Isolate every line in the data with the string "NaiveDate" and copy it.
==*==
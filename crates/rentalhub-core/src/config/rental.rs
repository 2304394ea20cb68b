//! Rental policy configuration.

use serde::{Deserialize, Serialize};

use crate::error::AppError;

/// Longest loan period accepted, about ten years.
pub const MAX_LOAN_PERIOD_DAYS: u32 = 3650;

/// Rental policy settings.
#[derive(Debug, Clone, Serialize, Deserialize)]
pub struct RentalConfig {
    /// Days between checkout and the rental's due date, `1..=3650`.
    #[serde(default = "default_loan_period_days")]
    pub loan_period_days: u32,
}

impl RentalConfig {
    /// The loan period as a duration.
    pub fn loan_period(&self) -> chrono::Duration {
        chrono::Duration::days(i64::from(self.loan_period_days))
    }

    /// Reject loan periods that are empty or would push due dates out of
    /// range.
    pub fn validate(&self) -> Result<(), AppError> {
        if (1..=MAX_LOAN_PERIOD_DAYS).contains(&self.loan_period_days) {
            Ok(())
        } else {
            Err(AppError::configuration(format!(
                "rentals.loan_period_days must be between 1 and {MAX_LOAN_PERIOD_DAYS}, got {}",
                self.loan_period_days
            )))
        }
    }
}

impl Default for RentalConfig {
    fn default() -> Self {
        Self {
            loan_period_days: default_loan_period_days(),
        }
    }
}

fn default_loan_period_days() -> u32 {
    7
}
//! Application builder: wires router, middleware and state into an Axum app.

use std::sync::Arc;

use axum::Router;
use axum::middleware as axum_middleware;
use tower_http::trace::TraceLayer;
use tracing::info;

use rentalhub_core::config::AppConfig;
use rentalhub_core::error::AppError;
use rentalhub_core::traits::SystemClock;
use rentalhub_database::StoreManager;

use crate::middleware::compression::build_compression_layer;
use crate::middleware::cors::build_cors_layer;
use crate::middleware::logging::request_logging;
use crate::router::build_router;
use crate::state::AppState;

/// Builds the complete Axum application with all routes and middleware.
pub fn build_app(state: AppState) -> Router {
    let cors = build_cors_layer(&state.config.server);

    build_router(state)
        .layer(build_compression_layer())
        .layer(cors)
        .layer(TraceLayer::new_for_http())
        .layer(axum_middleware::from_fn(request_logging))
}

/// Connects the configured store and serves HTTP until Ctrl-C or SIGTERM.
pub async fn run_server(config: AppConfig) -> Result<(), AppError> {
    info!(
        store = %config.database.provider,
        loan_period_days = config.rentals.loan_period_days,
        "Starting RentalHub server"
    );

    let store = StoreManager::connect(&config.database).await?;
    let addr = config.server.bind_address();
    let state = AppState::new(config, store.clone(), Arc::new(SystemClock));
    let app = build_app(state);

    let listener = tokio::net::TcpListener::bind(&addr)
        .await
        .map_err(|e| AppError::internal(format!("Failed to bind {addr}: {e}")))?;

    info!(%addr, "RentalHub server listening");

    axum::serve(listener, app)
        .with_graceful_shutdown(shutdown_signal())
        .await
        .map_err(|e| AppError::internal(format!("Server error: {e}")))?;

    store.close().await;
    info!("RentalHub server stopped");
    Ok(())
}

async fn shutdown_signal() {
    let ctrl_c = async {
        if let Err(e) = tokio::signal::ctrl_c().await {
            tracing::error!(error = %e, "Failed to listen for Ctrl-C");
            std::future::pending::<()>().await;
        }
    };

    #[cfg(unix)]
    let terminate = async {
        match tokio::signal::unix::signal(tokio::signal::unix::SignalKind::terminate()) {
            Ok(mut signal) => {
                signal.recv().await;
            }
            Err(e) => {
                tracing::error!(error = %e, "Failed to listen for SIGTERM");
                std::future::pending::<()>().await;
            }
        }
    };

    #[cfg(not(unix))]
    let terminate = std::future::pending::<()>();

    tokio::select! {
        () = ctrl_c => {},
        () = terminate => {},
    }

    info!("Shutdown signal received");
}
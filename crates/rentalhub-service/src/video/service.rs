//! Video CRUD operations.

use std::sync::Arc;

use tracing::info;

use rentalhub_core::error::AppError;
use rentalhub_core::result::AppResult;
use rentalhub_core::types::{SortSpec, VideoFilter, VideoId};
use rentalhub_database::VideoStore;
use rentalhub_entity::{NewVideo, UpdateVideo, Video, VideoSortKey};

/// Handles the video catalog.
#[derive(Debug, Clone)]
pub struct VideoService {
    /// Video store.
    videos: Arc<dyn VideoStore>,
}

impl VideoService {
    /// Creates a new video service.
    pub fn new(videos: Arc<dyn VideoStore>) -> Self {
        Self { videos }
    }

    /// Lists videos matching `filter` in `sort` order.
    pub async fn list(
        &self,
        filter: &VideoFilter,
        sort: &SortSpec<VideoSortKey>,
    ) -> AppResult<Vec<Video>> {
        self.videos.find_all(filter, sort).await
    }

    /// Fetches one video.
    pub async fn get(&self, id: VideoId) -> AppResult<Video> {
        self.videos
            .find_by_id(id)
            .await?
            .ok_or_else(|| Video::not_found(id))
    }

    /// Adds a video to the catalog.
    pub async fn create(&self, data: NewVideo) -> AppResult<Video> {
        ensure_inventory_not_negative(data.total_inventory)?;

        let video = self.videos.create(&data).await?;
        info!(
            video_id = %video.id,
            total_inventory = video.total_inventory,
            "Video created"
        );
        Ok(video)
    }

    /// Applies a partial update.
    pub async fn update(&self, id: VideoId, data: UpdateVideo) -> AppResult<Video> {
        if let Some(total) = data.total_inventory {
            ensure_inventory_not_negative(total)?;
        }

        let video = self
            .videos
            .update(id, &data)
            .await?
            .ok_or_else(|| Video::not_found(id))?;
        info!(video_id = %id, "Video updated");
        Ok(video)
    }

    /// Removes a video and its rental history, returning the removed record.
    pub async fn delete(&self, id: VideoId) -> AppResult<Video> {
        let video = self
            .videos
            .delete(id)
            .await?
            .ok_or_else(|| Video::not_found(id))?;
        info!(video_id = %id, "Video deleted");
        Ok(video)
    }
}

fn ensure_inventory_not_negative(total: i32) -> AppResult<()> {
    if total < 0 {
        return Err(AppError::validation(
            "total_inventory must be zero or greater",
        ));
    }
    Ok(())
}
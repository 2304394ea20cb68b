//! Video catalog handlers.

use axum::Json;
use axum::extract::State;
use axum::http::StatusCode;

use rentalhub_core::types::VideoId;
use rentalhub_entity::{CustomerRental, InventoryStatus, Video};

use crate::dto::request::{CreateVideoRequest, UpdateVideoRequest};
use crate::error::ApiResult;
use crate::extractors::{IdPath, ListQuery, ValidatedJson, VideoListParams};
use crate::state::AppState;

/// GET /videos?title=&sort=&order_by=
pub async fn list_videos(
    State(state): State<AppState>,
    ListQuery(params): ListQuery<VideoListParams>,
) -> ApiResult<Json<Vec<Video>>> {
    let sort = params.sort_spec()?;
    let videos = state.video_service.list(&params.filter(), &sort).await?;
    Ok(Json(videos))
}

/// GET /videos/{id}
pub async fn get_video(
    State(state): State<AppState>,
    IdPath(id): IdPath<VideoId>,
) -> ApiResult<Json<Video>> {
    Ok(Json(state.video_service.get(id).await?))
}

/// POST /videos
pub async fn create_video(
    State(state): State<AppState>,
    ValidatedJson(req): ValidatedJson<CreateVideoRequest>,
) -> ApiResult<(StatusCode, Json<Video>)> {
    let video = state.video_service.create(req.into_new_video()?).await?;
    Ok((StatusCode::CREATED, Json(video)))
}

/// PUT /videos/{id}
pub async fn update_video(
    State(state): State<AppState>,
    IdPath(id): IdPath<VideoId>,
    ValidatedJson(req): ValidatedJson<UpdateVideoRequest>,
) -> ApiResult<Json<Video>> {
    let video = state.video_service.update(id, req.into_update()?).await?;
    Ok(Json(video))
}

/// DELETE /videos/{id}
pub async fn delete_video(
    State(state): State<AppState>,
    IdPath(id): IdPath<VideoId>,
) -> ApiResult<Json<Video>> {
    Ok(Json(state.video_service.delete(id).await?))
}

/// GET /videos/{id}/rentals
pub async fn list_video_rentals(
    State(state): State<AppState>,
    IdPath(id): IdPath<VideoId>,
) -> ApiResult<Json<Vec<CustomerRental>>> {
    Ok(Json(state.rental_service.customers_holding(id).await?))
}

/// GET /videos/{id}/inventory
pub async fn get_inventory(
    State(state): State<AppState>,
    IdPath(id): IdPath<VideoId>,
) -> ApiResult<Json<InventoryStatus>> {
    Ok(Json(state.rental_service.inventory(id).await?))
}
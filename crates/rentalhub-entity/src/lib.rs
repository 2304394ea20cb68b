//! # rentalhub-entity
//!
//! Domain records for RentalHub. Every struct in this crate represents a
//! table row, a joined query row or a domain value object. Table rows
//! additionally derive `sqlx::FromRow`.

pub mod customer;
pub mod inventory;
pub mod rental;
pub mod video;

pub use customer::{Customer, CustomerSortKey, NewCustomer, UpdateCustomer};
pub use inventory::InventoryStatus;
pub use rental::{
    CustomerRental, OverdueRental, OverdueSortKey, Rental, RentalReceipt, VideoRental,
};
pub use video::{NewVideo, UpdateVideo, Video, VideoSortKey};
//! # rentalhub-service
//!
//! Business logic service layer for RentalHub. Each service wraps the
//! store traits from `rentalhub-database`, resolves missing records into
//! not-found errors and logs the outcome of every write.
//!
//! Services follow constructor injection: stores and the clock are handed
//! in as `Arc` references at construction time.

pub mod customer;
pub mod rental;
pub mod video;

pub use customer::CustomerService;
pub use rental::RentalService;
pub use video::VideoService;
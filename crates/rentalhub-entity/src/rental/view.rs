//! Joined rental rows returned by the query layer.

use std::cmp::Ordering;

use chrono::{DateTime, NaiveDate, Utc};
use serde::Serialize;
use sqlx::FromRow;

use rentalhub_core::types::{CustomerId, RentalId, SortKey, VideoId};

/// A customer currently holding a given video.
#[derive(Debug, Clone, PartialEq, Eq, Serialize, FromRow)]
pub struct CustomerRental {
    /// Customer name.
    pub name: String,
    /// Customer phone.
    pub phone: String,
    /// Customer postal code.
    pub postal_code: String,
    /// When the copy is due.
    pub due_date: DateTime<Utc>,
}

/// A video currently held by a given customer.
#[derive(Debug, Clone, PartialEq, Eq, Serialize, FromRow)]
pub struct VideoRental {
    /// Video title.
    pub title: String,
    /// Video release date.
    pub release_date: NaiveDate,
    /// When the copy is due.
    pub due_date: DateTime<Utc>,
}

/// An open rental past its due date, flattened with customer and video.
#[derive(Debug, Clone, PartialEq, Eq, Serialize, FromRow)]
pub struct OverdueRental {
    /// Rental row, kept for stable ordering.
    #[serde(skip_serializing)]
    pub rental_id: RentalId,
    /// Video.
    pub video_id: VideoId,
    /// Video title.
    pub title: String,
    /// Customer.
    pub customer_id: CustomerId,
    /// Customer name.
    pub name: String,
    /// Customer postal code.
    pub postal_code: String,
    /// When the copy was due.
    pub due_date: DateTime<Utc>,
}

/// Columns the overdue listing can be ordered by.
#[derive(Debug, Clone, Copy, PartialEq, Eq)]
pub enum OverdueSortKey {
    /// Rental primary key.
    RentalId,
    /// Due date.
    DueDate,
    /// Customer name.
    Name,
    /// Video title.
    Title,
    /// Customer postal code.
    PostalCode,
    /// Customer id.
    CustomerId,
    /// Video id.
    VideoId,
}

impl SortKey for OverdueSortKey {
    const TIE_BREAKER: Self = Self::RentalId;

    fn default_keys() -> &'static [Self] {
        &[Self::DueDate]
    }

    fn natural_keys() -> &'static [Self] {
        &[Self::DueDate]
    }

    fn from_name(name: &str) -> Option<Self> {
        match name {
            "due_date" => Some(Self::DueDate),
            "name" => Some(Self::Name),
            "title" => Some(Self::Title),
            "postal_code" => Some(Self::PostalCode),
            "customer_id" => Some(Self::CustomerId),
            "video_id" => Some(Self::VideoId),
            _ => None,
        }
    }

    fn name(&self) -> &'static str {
        match self {
            Self::RentalId => "rental_id",
            Self::DueDate => "due_date",
            Self::Name => "name",
            Self::Title => "title",
            Self::PostalCode => "postal_code",
            Self::CustomerId => "customer_id",
            Self::VideoId => "video_id",
        }
    }

    fn column(&self) -> &'static str {
        match self {
            Self::RentalId => "r.id",
            Self::DueDate => "r.due_date",
            Self::Name => "c.name",
            Self::Title => "v.title",
            Self::PostalCode => "c.postal_code",
            Self::CustomerId => "r.customer_id",
            Self::VideoId => "r.video_id",
        }
    }
}

impl OverdueSortKey {
    /// Ascending comparison of two overdue rows on this key.
    pub fn compare(self, a: &OverdueRental, b: &OverdueRental) -> Ordering {
        match self {
            Self::RentalId => a.rental_id.cmp(&b.rental_id),
            Self::DueDate => a.due_date.cmp(&b.due_date),
            Self::Name => a.name.cmp(&b.name),
            Self::Title => a.title.cmp(&b.title),
            Self::PostalCode => a.postal_code.cmp(&b.postal_code),
            Self::CustomerId => a.customer_id.cmp(&b.customer_id),
            Self::VideoId => a.video_id.cmp(&b.video_id),
        }
    }
}
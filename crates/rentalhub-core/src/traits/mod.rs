//! Core traits defined in `rentalhub-core` and implemented or consumed by
//! other crates.

pub mod clock;

pub use clock::{Clock, FixedClock, SystemClock};
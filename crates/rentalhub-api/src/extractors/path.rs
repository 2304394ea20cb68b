//! Typed path parameter extractor.

use std::str::FromStr;

use axum::extract::{FromRequestParts, Path};
use axum::http::request::Parts;

use rentalhub_core::error::AppError;

use crate::error::ApiError;

/// A single `{id}` path segment parsed into a typed id.
///
/// Non-numeric ids are rejected as validation errors; digit strings that
/// cannot name a record are reported as not found.
#[derive(Debug, Clone, Copy)]
pub struct IdPath<T>(pub T);

impl<S, T> FromRequestParts<S> for IdPath<T>
where
    S: Send + Sync,
    T: FromStr<Err = AppError> + Send,
{
    type Rejection = ApiError;

    async fn from_request_parts(parts: &mut Parts, state: &S) -> Result<Self, Self::Rejection> {
        let Path(raw) = Path::<String>::from_request_parts(parts, state)
            .await
            .map_err(|rejection| AppError::validation(rejection.body_text()))?;
        Ok(Self(raw.parse()?))
    }
}
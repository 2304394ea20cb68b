//! Start the RentalHub server.

use clap::{Args, ValueEnum};

use rentalhub_core::config::StoreProvider;
use rentalhub_core::error::AppError;

/// Store backend selectable on the command line.
#[derive(Debug, Clone, Copy, PartialEq, Eq, ValueEnum)]
pub enum StoreArg {
    /// PostgreSQL
    Postgres,
    /// Process-local, lost on exit
    Memory,
}

impl From<StoreArg> for StoreProvider {
    fn from(arg: StoreArg) -> Self {
        match arg {
            StoreArg::Postgres => StoreProvider::Postgres,
            StoreArg::Memory => StoreProvider::Memory,
        }
    }
}

/// Arguments for the serve command
#[derive(Debug, Args)]
pub struct ServeArgs {
    /// Override the server port
    #[arg(short, long)]
    pub port: Option<u16>,

    /// Override the server host
    #[arg(long)]
    pub host: Option<String>,

    /// Override the store backend
    #[arg(long, value_enum)]
    pub store: Option<StoreArg>,

    /// Skip migrations on startup
    #[arg(long)]
    pub no_migrate: bool,
}

/// Execute the serve command
pub async fn execute(args: &ServeArgs, config_path: &str) -> Result<(), AppError> {
    let mut config = super::load_config(config_path)?;

    if let Some(port) = args.port {
        config.server.port = port;
    }
    if let Some(ref host) = args.host {
        config.server.host = host.clone();
    }
    if let Some(store) = args.store {
        config.database.provider = store.into();
    }
    if args.no_migrate {
        config.database.auto_migrate = false;
    }

    println!("Starting RentalHub server...");
    println!("  Address: {}", config.server.bind_address());
    println!("  Store:   {}", config.database.provider);

    rentalhub_api::run_server(config).await
}
//! Rental domain entities.

pub mod model;
pub mod receipt;
pub mod view;

pub use model::Rental;
pub use receipt::RentalReceipt;
pub use view::{CustomerRental, OverdueRental, OverdueSortKey, VideoRental};
//! Customer entity model.

use serde::{Deserialize, Serialize};
use sqlx::FromRow;

use rentalhub_core::error::AppError;
use rentalhub_core::types::CustomerId;

/// A store member who can rent videos.
#[derive(Debug, Clone, PartialEq, Eq, Serialize, Deserialize, FromRow)]
pub struct Customer {
    /// Unique customer identifier.
    pub id: CustomerId,
    /// Full name.
    pub name: String,
    /// Postal code.
    pub postal_code: String,
    /// Phone number, stored as entered.
    pub phone: String,
}

impl Customer {
    /// The error returned when `id` does not resolve to a customer.
    pub fn not_found(id: CustomerId) -> AppError {
        AppError::not_found(format!("Customer {id} was not found"))
    }

    /// Apply a partial update in place.
    pub fn apply(&mut self, update: &UpdateCustomer) {
        self.name.clone_from(&update.name);
        if let Some(postal_code) = &update.postal_code {
            self.postal_code.clone_from(postal_code);
        }
        if let Some(phone) = &update.phone {
            self.phone.clone_from(phone);
        }
    }
}

/// Data required to register a customer.
#[derive(Debug, Clone, PartialEq, Eq, Serialize, Deserialize)]
pub struct NewCustomer {
    /// Full name.
    pub name: String,
    /// Postal code.
    pub postal_code: String,
    /// Phone number.
    pub phone: String,
}

impl NewCustomer {
    /// Materialize the record under an assigned id.
    pub fn into_customer(self, id: CustomerId) -> Customer {
        Customer {
            id,
            name: self.name,
            postal_code: self.postal_code,
            phone: self.phone,
        }
    }
}

/// Partial update of a customer. The name is always replaced; the other
/// fields only when present.
#[derive(Debug, Clone, PartialEq, Eq, Serialize, Deserialize)]
pub struct UpdateCustomer {
    /// New name.
    pub name: String,
    /// New postal code.
    pub postal_code: Option<String>,
    /// New phone number.
    pub phone: Option<String>,
}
==*==
*Answer to the problem:*
use chrono::{DateTime, NaiveDate, Utc};
    pub release_date: NaiveDate,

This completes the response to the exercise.